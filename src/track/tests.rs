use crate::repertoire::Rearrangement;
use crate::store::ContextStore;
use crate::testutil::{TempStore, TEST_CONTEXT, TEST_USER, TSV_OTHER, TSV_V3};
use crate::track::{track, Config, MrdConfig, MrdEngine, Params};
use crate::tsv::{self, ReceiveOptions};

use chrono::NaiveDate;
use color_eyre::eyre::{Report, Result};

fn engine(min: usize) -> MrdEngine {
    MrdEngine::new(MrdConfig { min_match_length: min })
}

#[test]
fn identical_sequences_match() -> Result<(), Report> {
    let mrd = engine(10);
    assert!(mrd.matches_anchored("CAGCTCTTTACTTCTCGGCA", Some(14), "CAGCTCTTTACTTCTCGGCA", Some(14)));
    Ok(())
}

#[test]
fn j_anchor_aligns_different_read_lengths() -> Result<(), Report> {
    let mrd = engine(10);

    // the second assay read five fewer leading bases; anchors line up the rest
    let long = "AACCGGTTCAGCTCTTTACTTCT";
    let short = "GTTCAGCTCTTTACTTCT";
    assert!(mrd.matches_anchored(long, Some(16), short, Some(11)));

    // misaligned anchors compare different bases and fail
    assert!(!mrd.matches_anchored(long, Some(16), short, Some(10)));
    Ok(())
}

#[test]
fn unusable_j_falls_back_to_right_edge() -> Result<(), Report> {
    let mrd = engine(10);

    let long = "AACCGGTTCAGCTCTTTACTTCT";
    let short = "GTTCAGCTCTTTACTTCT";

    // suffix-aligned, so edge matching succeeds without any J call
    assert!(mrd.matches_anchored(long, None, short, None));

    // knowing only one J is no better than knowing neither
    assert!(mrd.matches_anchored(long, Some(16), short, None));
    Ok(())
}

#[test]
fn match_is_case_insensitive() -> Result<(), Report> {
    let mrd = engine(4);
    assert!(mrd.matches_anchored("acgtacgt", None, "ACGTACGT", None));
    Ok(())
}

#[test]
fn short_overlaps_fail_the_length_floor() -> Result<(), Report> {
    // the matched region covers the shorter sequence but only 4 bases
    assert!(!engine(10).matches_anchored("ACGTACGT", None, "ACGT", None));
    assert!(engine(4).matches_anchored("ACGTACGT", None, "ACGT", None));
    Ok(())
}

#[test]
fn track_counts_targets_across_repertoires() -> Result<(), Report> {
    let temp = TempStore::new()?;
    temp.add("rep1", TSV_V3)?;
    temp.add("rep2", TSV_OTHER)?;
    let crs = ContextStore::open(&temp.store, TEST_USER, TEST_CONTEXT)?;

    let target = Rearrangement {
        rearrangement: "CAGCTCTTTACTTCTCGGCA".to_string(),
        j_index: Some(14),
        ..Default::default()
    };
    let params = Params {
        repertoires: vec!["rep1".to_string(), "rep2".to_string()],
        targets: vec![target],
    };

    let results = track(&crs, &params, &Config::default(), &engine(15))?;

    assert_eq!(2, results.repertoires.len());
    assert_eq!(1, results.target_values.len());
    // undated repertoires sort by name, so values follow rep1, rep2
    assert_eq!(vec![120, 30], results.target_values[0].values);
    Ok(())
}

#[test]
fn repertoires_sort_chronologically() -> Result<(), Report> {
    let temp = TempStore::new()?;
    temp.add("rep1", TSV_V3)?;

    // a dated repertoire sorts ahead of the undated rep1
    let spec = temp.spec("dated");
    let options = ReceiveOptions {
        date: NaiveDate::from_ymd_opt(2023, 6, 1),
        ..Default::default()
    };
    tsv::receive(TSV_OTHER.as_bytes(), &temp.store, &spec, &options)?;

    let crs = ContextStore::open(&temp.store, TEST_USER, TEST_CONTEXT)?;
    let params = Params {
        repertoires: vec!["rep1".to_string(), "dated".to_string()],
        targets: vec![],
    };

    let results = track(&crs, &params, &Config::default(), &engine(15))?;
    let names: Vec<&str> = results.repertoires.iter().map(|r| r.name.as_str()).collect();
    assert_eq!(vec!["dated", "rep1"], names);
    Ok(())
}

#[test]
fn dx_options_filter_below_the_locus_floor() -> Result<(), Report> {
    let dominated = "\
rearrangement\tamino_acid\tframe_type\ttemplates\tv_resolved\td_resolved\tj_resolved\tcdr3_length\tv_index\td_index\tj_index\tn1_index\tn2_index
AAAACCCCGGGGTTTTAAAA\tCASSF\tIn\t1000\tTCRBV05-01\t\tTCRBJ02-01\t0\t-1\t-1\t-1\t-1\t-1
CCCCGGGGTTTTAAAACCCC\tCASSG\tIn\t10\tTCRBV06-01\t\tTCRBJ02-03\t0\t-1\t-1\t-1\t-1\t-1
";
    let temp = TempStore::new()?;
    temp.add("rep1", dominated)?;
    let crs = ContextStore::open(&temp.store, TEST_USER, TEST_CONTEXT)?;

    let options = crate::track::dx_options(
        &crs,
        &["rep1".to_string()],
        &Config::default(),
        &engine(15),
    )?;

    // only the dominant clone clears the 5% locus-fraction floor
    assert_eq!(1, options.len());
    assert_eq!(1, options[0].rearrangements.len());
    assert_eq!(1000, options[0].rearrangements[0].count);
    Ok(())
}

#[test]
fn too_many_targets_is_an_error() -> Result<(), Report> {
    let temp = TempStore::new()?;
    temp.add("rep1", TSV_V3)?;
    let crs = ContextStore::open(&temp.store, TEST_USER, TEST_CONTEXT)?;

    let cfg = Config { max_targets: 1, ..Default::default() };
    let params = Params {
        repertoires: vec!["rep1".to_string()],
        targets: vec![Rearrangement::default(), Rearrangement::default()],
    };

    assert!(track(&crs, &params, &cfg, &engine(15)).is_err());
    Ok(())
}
...
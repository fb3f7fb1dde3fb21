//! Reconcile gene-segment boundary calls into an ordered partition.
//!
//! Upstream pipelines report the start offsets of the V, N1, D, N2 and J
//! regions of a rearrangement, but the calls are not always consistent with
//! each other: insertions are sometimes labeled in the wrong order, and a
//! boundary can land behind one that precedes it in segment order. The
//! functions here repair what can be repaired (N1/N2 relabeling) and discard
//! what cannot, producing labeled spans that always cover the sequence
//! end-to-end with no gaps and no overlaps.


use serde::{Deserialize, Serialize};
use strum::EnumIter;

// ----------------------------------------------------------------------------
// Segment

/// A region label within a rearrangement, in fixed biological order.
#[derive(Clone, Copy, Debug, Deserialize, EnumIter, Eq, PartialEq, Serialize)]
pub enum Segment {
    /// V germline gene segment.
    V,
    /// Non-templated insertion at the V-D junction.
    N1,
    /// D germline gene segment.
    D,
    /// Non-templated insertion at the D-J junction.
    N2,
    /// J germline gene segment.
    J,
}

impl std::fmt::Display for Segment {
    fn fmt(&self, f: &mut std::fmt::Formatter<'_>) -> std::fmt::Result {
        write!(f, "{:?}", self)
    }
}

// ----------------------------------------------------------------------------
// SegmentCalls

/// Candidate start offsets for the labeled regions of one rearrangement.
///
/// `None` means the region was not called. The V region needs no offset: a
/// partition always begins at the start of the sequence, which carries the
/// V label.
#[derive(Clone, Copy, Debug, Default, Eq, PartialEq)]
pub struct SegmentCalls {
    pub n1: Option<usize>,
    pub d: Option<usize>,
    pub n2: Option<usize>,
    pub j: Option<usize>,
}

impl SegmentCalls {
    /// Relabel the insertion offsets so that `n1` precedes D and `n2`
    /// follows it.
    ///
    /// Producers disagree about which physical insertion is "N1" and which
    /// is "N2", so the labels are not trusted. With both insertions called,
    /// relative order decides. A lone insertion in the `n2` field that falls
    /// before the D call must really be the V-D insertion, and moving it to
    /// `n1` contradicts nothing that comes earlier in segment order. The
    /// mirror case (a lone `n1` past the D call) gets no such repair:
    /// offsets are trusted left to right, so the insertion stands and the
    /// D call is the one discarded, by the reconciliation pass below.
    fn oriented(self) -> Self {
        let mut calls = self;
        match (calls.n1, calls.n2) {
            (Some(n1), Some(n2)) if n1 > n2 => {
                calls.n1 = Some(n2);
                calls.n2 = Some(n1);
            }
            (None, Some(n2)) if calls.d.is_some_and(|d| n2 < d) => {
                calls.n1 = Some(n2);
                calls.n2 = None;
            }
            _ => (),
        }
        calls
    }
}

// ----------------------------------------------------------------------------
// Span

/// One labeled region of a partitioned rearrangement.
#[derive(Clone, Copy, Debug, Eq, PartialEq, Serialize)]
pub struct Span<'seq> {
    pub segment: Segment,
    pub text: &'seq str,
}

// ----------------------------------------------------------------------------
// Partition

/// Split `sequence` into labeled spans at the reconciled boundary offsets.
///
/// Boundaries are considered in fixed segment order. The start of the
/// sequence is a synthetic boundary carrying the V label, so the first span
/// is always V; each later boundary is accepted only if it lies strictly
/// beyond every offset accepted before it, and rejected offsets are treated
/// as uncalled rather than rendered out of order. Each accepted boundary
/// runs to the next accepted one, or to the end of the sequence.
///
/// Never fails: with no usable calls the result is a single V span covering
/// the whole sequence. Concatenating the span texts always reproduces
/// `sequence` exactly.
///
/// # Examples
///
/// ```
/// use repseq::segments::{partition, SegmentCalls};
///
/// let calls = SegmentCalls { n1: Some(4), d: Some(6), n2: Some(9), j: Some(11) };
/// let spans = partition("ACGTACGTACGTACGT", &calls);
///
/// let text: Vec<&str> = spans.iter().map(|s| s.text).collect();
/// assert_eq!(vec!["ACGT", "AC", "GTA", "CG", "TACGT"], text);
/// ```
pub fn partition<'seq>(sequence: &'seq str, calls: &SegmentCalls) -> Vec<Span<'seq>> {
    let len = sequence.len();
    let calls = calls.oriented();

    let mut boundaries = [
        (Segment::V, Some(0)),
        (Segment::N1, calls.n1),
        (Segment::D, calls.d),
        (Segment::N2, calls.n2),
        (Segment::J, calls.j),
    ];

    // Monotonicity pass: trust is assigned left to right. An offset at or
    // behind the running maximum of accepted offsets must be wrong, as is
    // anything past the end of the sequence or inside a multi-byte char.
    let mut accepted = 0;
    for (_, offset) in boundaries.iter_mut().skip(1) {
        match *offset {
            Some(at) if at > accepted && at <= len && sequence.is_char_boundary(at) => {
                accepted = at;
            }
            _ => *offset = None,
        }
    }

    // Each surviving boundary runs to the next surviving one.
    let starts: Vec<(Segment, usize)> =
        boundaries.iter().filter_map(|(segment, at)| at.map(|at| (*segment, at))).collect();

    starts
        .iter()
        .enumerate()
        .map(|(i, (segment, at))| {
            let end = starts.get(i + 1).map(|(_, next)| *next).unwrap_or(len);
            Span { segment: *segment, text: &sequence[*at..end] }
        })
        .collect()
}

__WORK TO BE COMPLETED__: Above are records; repeat only the lines starting at the line with "filename src/track/tests.rs" and ending at the line with "fn short_overlaps_fail_the_length_floor() ->", exactly as they appear, both included.

__SOLUTION FOR THIS TASK__:
filename src/track/tests.rs
use crate::repertoire::Rearrangement;
use crate::store::ContextStore;
use crate::testutil::{TempStore, TEST_CONTEXT, TEST_USER, TSV_OTHER, TSV_V3};
use crate::track::{track, Config, MrdConfig, MrdEngine, Params};
use crate::tsv::{self, ReceiveOptions};

use chrono::NaiveDate;
use color_eyre::eyre::{Report, Result};

fn engine(min: usize) -> MrdEngine {
    MrdEngine::new(MrdConfig { min_match_length: min })
}

#[test]
fn identical_sequences_match() -> Result<(), Report> {
    let mrd = engine(10);
    assert!(mrd.matches_anchored("CAGCTCTTTACTTCTCGGCA", Some(14), "CAGCTCTTTACTTCTCGGCA", Some(14)));
    Ok(())
}

#[test]
fn j_anchor_aligns_different_read_lengths() -> Result<(), Report> {
    let mrd = engine(10);

    // the second assay read five fewer leading bases; anchors line up the rest
    let long = "AACCGGTTCAGCTCTTTACTTCT";
    let short = "GTTCAGCTCTTTACTTCT";
    assert!(mrd.matches_anchored(long, Some(16), short, Some(11)));

    // misaligned anchors compare different bases and fail
    assert!(!mrd.matches_anchored(long, Some(16), short, Some(10)));
    Ok(())
}

#[test]
fn unusable_j_falls_back_to_right_edge() -> Result<(), Report> {
    let mrd = engine(10);

    let long = "AACCGGTTCAGCTCTTTACTTCT";
    let short = "GTTCAGCTCTTTACTTCT";

    // suffix-aligned, so edge matching succeeds without any J call
    assert!(mrd.matches_anchored(long, None, short, None));

    // knowing only one J is no better than knowing neither
    assert!(mrd.matches_anchored(long, Some(16), short, None));
    Ok(())
}

#[test]
fn match_is_case_insensitive() -> Result<(), Report> {
    let mrd = engine(4);
    assert!(mrd.matches_anchored("acgtacgt", None, "ACGTACGT", None));
    Ok(())
}

#[test]
fn short_overlaps_fail_the_length_floor() -> Result<(), Report> {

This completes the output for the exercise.